One of the biggest contributors to mesothelioma involves the negligence of asbestos manufacturers. Over the years, manufacturers continued using asbestos even after being informed of its harmful effects.

Many of these manufacturers did not issue any warnings or take necessary precautions to prevent asbestos exposure to their workers. Had the manufacturers been more responsible, many people suffering from mesothelioma and dangerous asbestos-related diseases would probably have faced different and more favorable circumstances.

It should be pointed out that asbestos-related Mesothelioma comprises only 70 to 80 percent of the all the reported cases of mesothelioma cancer.

There are reported cases of mesothelioma, however, which the patients did not have any known exposure to asbestos.
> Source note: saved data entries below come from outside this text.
// src/views.rs

use chrono::NaiveDate;
use serde::Serialize;

use crate::aggregator::MonthlyTable;
use crate::correlation::CorrelationMatrix;
use crate::error::FrameError;
use crate::normalizer::NormalizedTable;
use crate::raw::{Field, Ticker};

// Fixed colour range of the monthly heatmaps
pub const HEATMAP_Z_RANGE: (f64, f64) = (0.0, 900.0);
pub const CORRELATION_Z_RANGE: (f64, f64) = (-1.0, 1.0);

// Cells above this magnitude get light label text
const LIGHT_TEXT_THRESHOLD: f64 = 0.5;

#[derive(Debug, Clone, PartialEq, Serialize)]
pub struct LineSeries {
    pub title: String,
    pub ticker: Ticker,
    pub field: Field,
    pub dates: Vec<NaiveDate>,
    pub values: Vec<Option<f64>>,
}

#[derive(Debug, Clone, Copy, PartialEq, Serialize)]
pub struct ScatterPoint {
    pub date: NaiveDate,
    pub x: f64,
    pub y: f64,
}

#[derive(Debug, Clone, PartialEq, Serialize)]
pub struct ScatterSeries {
    pub title: String,
    pub ticker: Ticker,
    pub x_field: Field,
    pub y_field: Field,
    pub points: Vec<ScatterPoint>,
}

#[derive(Debug, Clone, PartialEq, Serialize)]
pub struct Heatmap {
    pub title: String,
    pub x_labels: Vec<String>,
    pub y_labels: Vec<String>,
    /// One row per y label, one cell per x label.
    pub z: Vec<Vec<Option<f64>>>,
    pub z_range: (f64, f64),
}

#[derive(Debug, Clone, PartialEq, Serialize)]
pub struct CorrelationCell {
    pub value: Option<f64>,
    pub label: String,
    pub light_text: bool,
}

#[derive(Debug, Clone, PartialEq, Serialize)]
pub struct CorrelationHeatmap {
    pub title: String,
    pub field: Field,
    pub tickers: Vec<Ticker>,
    pub cells: Vec<Vec<CorrelationCell>>,
    pub z_range: (f64, f64),
}

/// One field of one ticker over the full date index.
pub fn line_series(
    table: &NormalizedTable,
    ticker: &Ticker,
    field: Field,
) -> Result<LineSeries, FrameError> {
    let values = table.column(field, ticker)?;

    Ok(LineSeries {
        title: format!("{} Over Time for {}", field, ticker),
        ticker: ticker.clone(),
        field,
        dates: table.dates().to_vec(),
        values: values.to_vec(),
    })
}

/// Pairs two fields of one ticker date by date, skipping dates where either
/// value is missing.
pub fn scatter_series(
    table: &NormalizedTable,
    ticker: &Ticker,
    x_field: Field,
    y_field: Field,
) -> Result<ScatterSeries, FrameError> {
    let xs = table.column(x_field, ticker)?;
    let ys = table.column(y_field, ticker)?;

    let points = table
        .dates()
        .iter()
        .zip(xs.iter().zip(ys.iter()))
        .filter_map(|(date, (x, y))| {
            Some(ScatterPoint {
                date: *date,
                x: (*x)?,
                y: (*y)?,
            })
        })
        .collect();

    Ok(ScatterSeries {
        title: format!("{} vs {} for {}", x_field, y_field, ticker),
        ticker: ticker.clone(),
        x_field,
        y_field,
        points,
    })
}

/// Months on the x axis, tickers on the y axis. `None` when the field has no
/// column in the table.
pub fn monthly_heatmap(monthly: &MonthlyTable, field: Field) -> Option<Heatmap> {
    let (y_labels, z): (Vec<String>, Vec<Vec<Option<f64>>>) = monthly
        .columns_for(field)
        .map(|(key, values)| (key.ticker.to_string(), values.to_vec()))
        .unzip();

    if y_labels.is_empty() {
        return None;
    }

    Some(Heatmap {
        title: format!("Monthly Average {}", field),
        x_labels: monthly.periods().iter().map(ToString::to_string).collect(),
        y_labels,
        z,
        z_range: HEATMAP_Z_RANGE,
    })
}

pub fn correlation_heatmap(matrix: &CorrelationMatrix) -> CorrelationHeatmap {
    let cells = matrix
        .rows()
        .into_iter()
        .map(|row| {
            row.into_iter()
                .map(|value| CorrelationCell {
                    value,
                    label: value.map_or_else(|| "n/a".to_string(), |v| format!("{:.2}", v)),
                    light_text: value.map_or(false, |v| v.abs() > LIGHT_TEXT_THRESHOLD),
                })
                .collect()
        })
        .collect();

    CorrelationHeatmap {
        title: format!("Correlation Heatmap ({})", matrix.field()),
        field: matrix.field(),
        tickers: matrix.tickers().to_vec(),
        cells,
        z_range: CORRELATION_Z_RANGE,
    }
}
Some of the patients had been exposed only for a short period of time but still developed cancer 20 to 50 years after the exposure.

There is strong evidence in the medical literature that the dangers of asbestos exposure were known long before millions of American workers were exposed.

Asbestos fibers that are logged in the hair strands of a factory worker who has been exposed to asbestos can also risk the health of others with whom he lives.

It is therefore important for workers exposed to asbestos to change their clothes and take a shower before leaving the workplace in order to prevent his/her family members or companions from inhaling the asbestos particles.

The probability of developing lung cancer from smoking also increases significantly when people are also exposed to asbestos. Most people who develop lung cancer have probably been told that their disease was most likely caused from primary or secondary smoke.

If a person has lung cancer, however, and also worked in an environment where they were exposed to asbestos, it is highly recommended that this person contact an attorney who specializes in handling mesothelioma and lung cancer cases.

Fortunately, the justice system has been generous in its rewards to people who suffer diseases caused by asbestos exposure.

Mesothelioma Causes: Conclusion

It is clear from the above discussion that when anyone mentions mesothelioma causes, the first "culprit" is previous exposure to asbestos.

It is truly one of the ironies of modern times that what was once considered a "manufacturing miracle" could result in so many destroyed lives.

The probability of developing lung cancer from smoking also increases significantly when people are also exposed to asbestos.